Remember, the goal is for the athletic director to ensure a satisfactory and safe solution which prioritizes a student-athlete’s health while doing everything to help the student get back to participation. One way to do this is for the athletic director, the AT or the school nurse to contact the pediatrician to inquire as to whether the pediatrician knows that there is already a note from a specialist. This would not be to create conflict but would be done to ensure that the school is complying with its due-diligence requirements relating to student-athlete safety.

Example 5 – To be a cheerleader at the school, the student must go through the tryout process. The student has an injury and is unable to try out because the student is not medically cleared. What can or should the school do?

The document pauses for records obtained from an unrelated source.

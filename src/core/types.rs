use std::fmt;
use std::time::Duration;

use serde::{Deserialize, Serialize};

use super::error::{Error, Result};
use crate::time::CalendarTimestamp;

/// Parity-guarded section of a telegram, reported when decoding fails
#[derive(Debug, Clone, Copy, PartialEq, Eq, Hash, Serialize, Deserialize)]
pub enum TelegramField {
    /// Start-of-minute / start-of-time marker bits
    Framing,
    /// Minute BCD block and its parity bit
    Minute,
    /// Hour BCD block and its parity bit
    Hour,
    /// Day, weekday, month and year block with the shared parity bit
    Date,
}

impl TelegramField {
    /// Display corner used to signal this field on the clock face
    pub fn corner(&self) -> u8 {
        match self {
            TelegramField::Minute => 0,
            TelegramField::Hour => 1,
            TelegramField::Date => 2,
            TelegramField::Framing => 3,
        }
    }
}

impl fmt::Display for TelegramField {
    fn fmt(&self, f: &mut fmt::Formatter<'_>) -> fmt::Result {
        let name = match self {
            TelegramField::Framing => "framing",
            TelegramField::Minute => "minute",
            TelegramField::Hour => "hour",
            TelegramField::Date => "date",
        };
        f.write_str(name)
    }
}

/// Configuration for the radio telegram decoder
#[derive(Debug, Clone, PartialEq, Serialize, Deserialize)]
#[serde(default)]
pub struct DecoderConfig {
    /// Histogram bins per second
    pub bins: usize,
    /// Polls per bin; the host polls `bins * samples_per_bin` times a second
    pub samples_per_bin: usize,
    /// Seconds over which a drift correction may be spread
    pub drift_correction_secs: u32,
    /// Pulses shorter than this are treated as glitches
    pub min_pulse_ms: u32,
    /// Longest pulse still classified as a logical 0
    pub short_pulse_max_ms: u32,
    /// Longest pulse still classified as a logical 1
    pub long_pulse_max_ms: u32,
    /// Invert the line level before accumulating
    pub signal_inverted: bool,
}

impl Default for DecoderConfig {
    fn default() -> Self {
        DecoderConfig {
            bins: super::DEFAULT_SIGNAL_BINS,
            samples_per_bin: super::DEFAULT_SAMPLES_PER_BIN,
            drift_correction_secs: super::DEFAULT_DRIFT_CORRECTION_SECS,
            min_pulse_ms: 40,
            short_pulse_max_ms: 150,
            long_pulse_max_ms: 300,
            signal_inverted: false,
        }
    }
}

impl DecoderConfig {
    /// Checks bin count and pulse thresholds for consistency
    pub fn validate(&self) -> Result<()> {
        if !(super::MIN_SIGNAL_BINS..=super::MAX_SIGNAL_BINS).contains(&self.bins) {
            return Err(Error::config(format!(
                "bins must be within {}..={}, got {}",
                super::MIN_SIGNAL_BINS,
                super::MAX_SIGNAL_BINS,
                self.bins
            )));
        }
        if self.samples_per_bin == 0 || self.polls_per_second() > super::MAX_POLLS_PER_SECOND {
            return Err(Error::config(format!(
                "polls per second must be within 1..={}, got {} bins of {} samples",
                super::MAX_POLLS_PER_SECOND,
                self.bins,
                self.samples_per_bin
            )));
        }
        if self.drift_correction_secs == 0 {
            return Err(Error::config("drift correction window must be at least 1 s"));
        }
        if !(self.min_pulse_ms < self.short_pulse_max_ms
            && self.short_pulse_max_ms < self.long_pulse_max_ms
            && self.long_pulse_max_ms < 1000)
        {
            return Err(Error::config("pulse thresholds must be increasing and below 1000 ms"));
        }
        // a single sample must not pass for a pulse
        if self.sample_ms() >= self.min_pulse_ms {
            return Err(Error::config(format!(
                "one sample spans {} ms, not below the {} ms minimum pulse; poll more often",
                self.sample_ms(),
                self.min_pulse_ms
            )));
        }
        Ok(())
    }

    /// Width of one histogram bin in milliseconds
    pub fn bin_ms(&self) -> u32 {
        1000 / self.bins as u32
    }

    /// Number of `poll` calls per second
    pub fn polls_per_second(&self) -> usize {
        self.bins * self.samples_per_bin
    }

    /// Time covered by one sample in milliseconds, rounded up
    pub fn sample_ms(&self) -> u32 {
        let polls = self.polls_per_second().max(1) as u32;
        (1000 + polls - 1) / polls
    }

    /// Period at which the host must call `poll`
    pub fn poll_interval(&self) -> Duration {
        Duration::from_secs(1) / self.polls_per_second().max(1) as u32
    }
}

/// Configuration for the sync quality gate
#[derive(Debug, Clone, PartialEq, Serialize, Deserialize)]
#[serde(default)]
pub struct GateConfig {
    /// Number of (decoded, local) pairs that must agree
    pub capacity: usize,
}

impl Default for GateConfig {
    fn default() -> Self {
        GateConfig {
            capacity: super::DEFAULT_GATE_CAPACITY,
        }
    }
}

impl GateConfig {
    /// Checks the ring capacity
    pub fn validate(&self) -> Result<()> {
        if self.capacity < 2 {
            return Err(Error::config("gate capacity must be at least 2"));
        }
        Ok(())
    }
}

/// Configuration for the radio clock host loop
#[derive(Debug, Clone, PartialEq, Serialize, Deserialize)]
#[serde(default)]
pub struct ClockConfig {
    /// Decoder settings
    pub decoder: DecoderConfig,
    /// Quality gate settings
    pub gate: GateConfig,
    /// Manual hour shift applied to every decoded timestamp
    pub time_shift_hours: i8,
    /// Age after which the last trusted sync is considered stale
    #[serde(serialize_with = "super::serde::serialize_duration")]
    #[serde(deserialize_with = "super::serde::deserialize_duration")]
    pub max_sync_age: Duration,
}

impl Default for ClockConfig {
    fn default() -> Self {
        ClockConfig {
            decoder: DecoderConfig::default(),
            gate: GateConfig::default(),
            time_shift_hours: 0,
            max_sync_age: Duration::from_secs(24 * 60 * 60),
        }
    }
}

impl ClockConfig {
    /// Validates all nested settings
    pub fn validate(&self) -> Result<()> {
        self.decoder.validate()?;
        self.gate.validate()?;
        if !(-12..=12).contains(&self.time_shift_hours) {
            return Err(Error::config(format!(
                "time shift must be within -12..=12 h, got {}",
                self.time_shift_hours
            )));
        }
        if self.max_sync_age < Duration::from_secs(60) {
            return Err(Error::config("max sync age must be at least one minute"));
        }
        Ok(())
    }
}

/// Clock state the host writes to non-volatile storage after a trusted sync
#[derive(Debug, Clone, Copy, PartialEq, Eq, Serialize, Deserialize)]
pub struct PersistedClock {
    /// Most recently trusted timestamp, stored field by field
    #[serde(serialize_with = "super::serde::serialize_timestamp")]
    #[serde(deserialize_with = "super::serde::deserialize_timestamp")]
    pub timestamp: CalendarTimestamp,
    /// Receiver polarity
    pub signal_inverted: bool,
}

impl PersistedClock {
    /// Encodes the record with bincode
    pub fn encode(&self) -> Result<Vec<u8>> {
        bincode::serialize(self)
            .map_err(|e| Error::persist(format!("Failed to encode clock state: {}", e)))
    }

    /// Decodes a record; the timestamp is loaded raw, see [`PersistedClock::restore`]
    pub fn decode(bytes: &[u8]) -> Result<Self> {
        bincode::deserialize(bytes)
            .map_err(|e| Error::persist(format!("Failed to decode clock state: {}", e)))
    }

    /// Returns the stored timestamp normalized into a valid calendar value
    pub fn restore(&self) -> CalendarTimestamp {
        let mut timestamp = self.timestamp;
        timestamp.normalize();
        timestamp
    }
}

#[cfg(test)]
mod tests {
    use super::*;

    #[test]
    fn test_decoder_config_defaults_are_valid() {
        let config = DecoderConfig::default();
        assert_eq!(config.bins, 11);
        assert_eq!(config.drift_correction_secs, 30);
        assert!(config.validate().is_ok());
        assert_eq!(config.bin_ms(), 90);
        assert_eq!(config.polls_per_second(), 55);
        assert_eq!(config.sample_ms(), 19);
    }

    #[test]
    fn test_decoder_config_rejects_bad_bins() {
        let config = DecoderConfig {
            bins: 3,
            ..Default::default()
        };
        assert!(matches!(config.validate(), Err(Error::Config(_))));

        let config = DecoderConfig {
            bins: 31,
            ..Default::default()
        };
        assert!(config.validate().is_err());
    }

    #[test]
    fn test_decoder_config_rejects_unordered_thresholds() {
        let config = DecoderConfig {
            short_pulse_max_ms: 350,
            ..Default::default()
        };
        assert!(config.validate().is_err());
    }

    #[test]
    fn test_poll_interval() {
        let config = DecoderConfig {
            bins: 10,
            samples_per_bin: 4,
            ..Default::default()
        };
        assert_eq!(config.polls_per_second(), 40);
        assert_eq!(config.poll_interval(), Duration::from_millis(25));
        assert_eq!(config.sample_ms(), 25);
    }

    #[test]
    fn test_decoder_config_rejects_coarse_sampling() {
        // one poll per bin at 4..=6 bins makes every sample longer than a pulse
        for bins in 4..=6 {
            let config = DecoderConfig {
                bins,
                samples_per_bin: 1,
                ..Default::default()
            };
            assert!(matches!(config.validate(), Err(Error::Config(_))), "bins {}", bins);
        }

        // the same bins work once each bin is sampled often enough
        let config = DecoderConfig {
            bins: 4,
            samples_per_bin: 10,
            ..Default::default()
        };
        assert!(config.validate().is_ok());
        assert!(DecoderConfig {
            bins: 4,
            ..Default::default()
        }
        .validate()
        .is_err());
    }

    #[test]
    fn test_decoder_config_rejects_excessive_poll_rate() {
        let config = DecoderConfig {
            bins: 30,
            samples_per_bin: 40,
            ..Default::default()
        };
        assert!(config.validate().is_err());
        let config = DecoderConfig {
            samples_per_bin: 0,
            ..Default::default()
        };
        assert!(config.validate().is_err());
    }

    #[test]
    fn test_gate_capacity_validation() {
        assert!(GateConfig::default().validate().is_ok());
        assert!(GateConfig { capacity: 1 }.validate().is_err());
    }

    #[test]
    fn test_clock_config_time_shift_range() {
        let config = ClockConfig {
            time_shift_hours: 13,
            ..Default::default()
        };
        assert!(config.validate().is_err());
        assert!(ClockConfig::default().validate().is_ok());
    }

    #[test]
    fn test_clock_config_from_json() {
        let json = r#"{
            "decoder": { "bins": 20, "signal_inverted": true },
            "time_shift_hours": -1,
            "max_sync_age": 3600.0
        }"#;
        let config: ClockConfig = serde_json::from_str(json).unwrap();
        assert_eq!(config.decoder.bins, 20);
        assert!(config.decoder.signal_inverted);
        assert_eq!(config.decoder.drift_correction_secs, 30);
        assert_eq!(config.gate.capacity, 2);
        assert_eq!(config.time_shift_hours, -1);
        assert_eq!(config.max_sync_age, Duration::from_secs(3600));
        assert!(config.validate().is_ok());
    }

    #[test]
    fn test_persisted_clock_roundtrip() {
        let state = PersistedClock {
            timestamp: CalendarTimestamp::new(30, 12, 29, 0, 2, 24),
            signal_inverted: true,
        };
        let bytes = state.encode().unwrap();
        assert_eq!(bytes.len(), 7);
        assert_eq!(&bytes[..6], &[30, 12, 29, 4, 2, 24]);

        let decoded = PersistedClock::decode(&bytes).unwrap();
        assert_eq!(decoded, state);
        assert_eq!(decoded.restore(), state.timestamp);
    }

    #[test]
    fn test_persisted_clock_restores_stale_values() {
        // Feb 30th as written by an older firmware
        let bytes = [0u8, 7, 30, 0, 2, 23, 0];
        let state = PersistedClock::decode(&bytes).unwrap();
        assert_eq!(state.timestamp.date(), 30);

        let restored = state.restore();
        assert_eq!((restored.date(), restored.month()), (2, 3));
        assert_eq!(restored.day_of_week(), 4);
    }

    #[test]
    fn test_persisted_clock_rejects_short_input() {
        assert!(matches!(
            PersistedClock::decode(&[1, 2, 3]),
            Err(Error::Persist(_))
        ));
    }
}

Injuries frequently impair an athlete’s ability to try out in a timely fashion. There is not a legal duty attached to the right to try out; however, each school should have an articulable alternative tryout schedule for those who are injured. After all, we speak many times about the importance of participating in multiple sports and activities, and we do not want to artificially limit such participation due to things beyond the student’s control. Post-injury recovery tryout options save the athletic director and coach from self-inflicted and unnecessary frustration. Everyone deserves to have a tryout – the goodwill for school programs and coaches is immeasurable when later tryouts for injured athletes is allowed.

Example 6 – A student-athlete has not been medically cleared following a surgery or injury, and, as a result, is not participating on the school team. The coach finds out that the student is playing on a club team on the weekends. Even though the student has not been cleared by a physician, the coach now wants the athlete to play on the school team since the student is playing on a club team. What should the school do?

Follow the physician instructions with fidelity. Accept that some athletes, with parental permission, will put their bodies at increased risk of injury. However, that in no way changes the school’s duty. Remember, when circumstances like this arise, there are hundreds, if not thousands, of eyes on the school administration and coaching staff to ensure that student safety is THE priority – even if it means “going to battle” with some parents. The message must always be that the health and safety of the student is Priority 1. Otherwise, the building leadership is suspect.

These, obviously, are not the only issues that an administrator may deal with that have a legal component attached. That being said, it’s just a small sampling of the type of issues that arise on a regular basis. It is important for the administrator to know that making the right decision to support not only the health of the student- athlete but also the legal standing of the school district is very important. Making the wrong decision could have possible longterm health and safety ramifications.